| Work request |
Copy the listing out in full. Keep every word as it is.

| Records shown |

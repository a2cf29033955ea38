//! In-memory stand-ins for the transcript and completion services.

use crate::core::completion::{CompletionClient, CompletionRequest};
use crate::core::transcript::{TranscriptSegment, TranscriptSource};
use crate::core::video_id::VideoId;
use crate::error::{Error, Result};
use std::collections::VecDeque;
use std::sync::{Arc, Mutex};

pub fn segment(text: &str) -> TranscriptSegment {
    TranscriptSegment {
        text: text.to_string(),
        start: 0.0,
        duration: 1.0,
    }
}

#[derive(Clone, Default)]
pub struct StubSource {
    pub segments: Vec<TranscriptSegment>,
    pub fail_with: Option<String>,
    pub calls: Arc<Mutex<Vec<String>>>,
}

impl StubSource {
    pub fn returning(segments: Vec<TranscriptSegment>) -> Self {
        Self {
            segments,
            ..Self::default()
        }
    }

    pub fn failing(message: &str) -> Self {
        Self {
            fail_with: Some(message.to_string()),
            ..Self::default()
        }
    }
}

impl TranscriptSource for StubSource {
    async fn fetch(&self, video_id: &VideoId, _languages: &[String]) -> Result<Vec<TranscriptSegment>> {
        self.calls.lock().unwrap().push(video_id.to_string());
        match &self.fail_with {
            Some(message) => Err(Error::custom(message.clone())),
            None => Ok(self.segments.clone()),
        }
    }
}

/// Replies are popped in order; `Err` entries simulate a failing call.
/// Once the queue is empty every call fails.
#[derive(Clone, Default)]
pub struct StubCompletion {
    pub replies: Arc<Mutex<VecDeque<std::result::Result<String, String>>>>,
    pub requests: Arc<Mutex<Vec<CompletionRequest>>>,
}

impl StubCompletion {
    pub fn replying(replies: Vec<std::result::Result<&str, &str>>) -> Self {
        let replies = replies
            .into_iter()
            .map(|reply| reply.map(str::to_string).map_err(str::to_string))
            .collect();
        Self {
            replies: Arc::new(Mutex::new(replies)),
            ..Self::default()
        }
    }

    pub fn requests(&self) -> Vec<CompletionRequest> {
        self.requests.lock().unwrap().clone()
    }
}

impl CompletionClient for StubCompletion {
    async fn complete(&self, request: CompletionRequest) -> Result<String> {
        self.requests.lock().unwrap().push(request);
        let next = self.replies.lock().unwrap().pop_front();
        match next {
            Some(Ok(reply)) => Ok(reply),
            Some(Err(message)) => Err(Error::custom(message)),
            None => Err(Error::custom("no stubbed reply left")),
        }
    }
}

| Response to this task |
repository a2cf29033955ea38
//! In-memory stand-ins for the transcript and completion services.

use crate::core::completion::{CompletionClient, CompletionRequest};
use crate::core::transcript::{TranscriptSegment, TranscriptSource};
use crate::core::video_id::VideoId;
use crate::error::{Error, Result};
use std::collections::VecDeque;
use std::sync::{Arc, Mutex};

pub fn segment(text: &str) -> TranscriptSegment {
    TranscriptSegment {
        text: text.to_string(),
        start: 0.0,
        duration: 1.0,
    }
}

#[derive(Clone, Default)]
pub struct StubSource {
    pub segments: Vec<TranscriptSegment>,
    pub fail_with: Option<String>,
    pub calls: Arc<Mutex<Vec<String>>>,
}

impl StubSource {
    pub fn returning(segments: Vec<TranscriptSegment>) -> Self {
        Self {
            segments,
            ..Self::default()
        }
    }

    pub fn failing(message: &str) -> Self {
        Self {
            fail_with: Some(message.to_string()),
            ..Self::default()
        }
    }
}

impl TranscriptSource for StubSource {
    async fn fetch(&self, video_id: &VideoId, _languages: &[String]) -> Result<Vec<TranscriptSegment>> {
        self.calls.lock().unwrap().push(video_id.to_string());
        match &self.fail_with {
            Some(message) => Err(Error::custom(message.clone())),
            None => Ok(self.segments.clone()),
        }
    }
}

/// Replies are popped in order; `Err` entries simulate a failing call.
/// Once the queue is empty every call fails.
#[derive(Clone, Default)]
pub struct StubCompletion {
    pub replies: Arc<Mutex<VecDeque<std::result::Result<String, String>>>>,
    pub requests: Arc<Mutex<Vec<CompletionRequest>>>,
}

impl StubCompletion {
    pub fn replying(replies: Vec<std::result::Result<&str, &str>>) -> Self {
        let replies = replies
            .into_iter()
            .map(|reply| reply.map(str::to_string).map_err(str::to_string))
            .collect();
        Self {
            replies: Arc::new(Mutex::new(replies)),
            ..Self::default()
        }
    }

    pub fn requests(&self) -> Vec<CompletionRequest> {
        self.requests.lock().unwrap().clone()
    }
}

impl CompletionClient for StubCompletion {
    async fn complete(&self, request: CompletionRequest) -> Result<String> {
        self.requests.lock().unwrap().push(request);
        let next = self.replies.lock().unwrap().pop_front();
        match next {
            Some(Ok(reply)) => Ok(reply),
            Some(Err(message)) => Err(Error::custom(message)),
            None => Err(Error::custom("no stubbed reply left")),
        }
    }
}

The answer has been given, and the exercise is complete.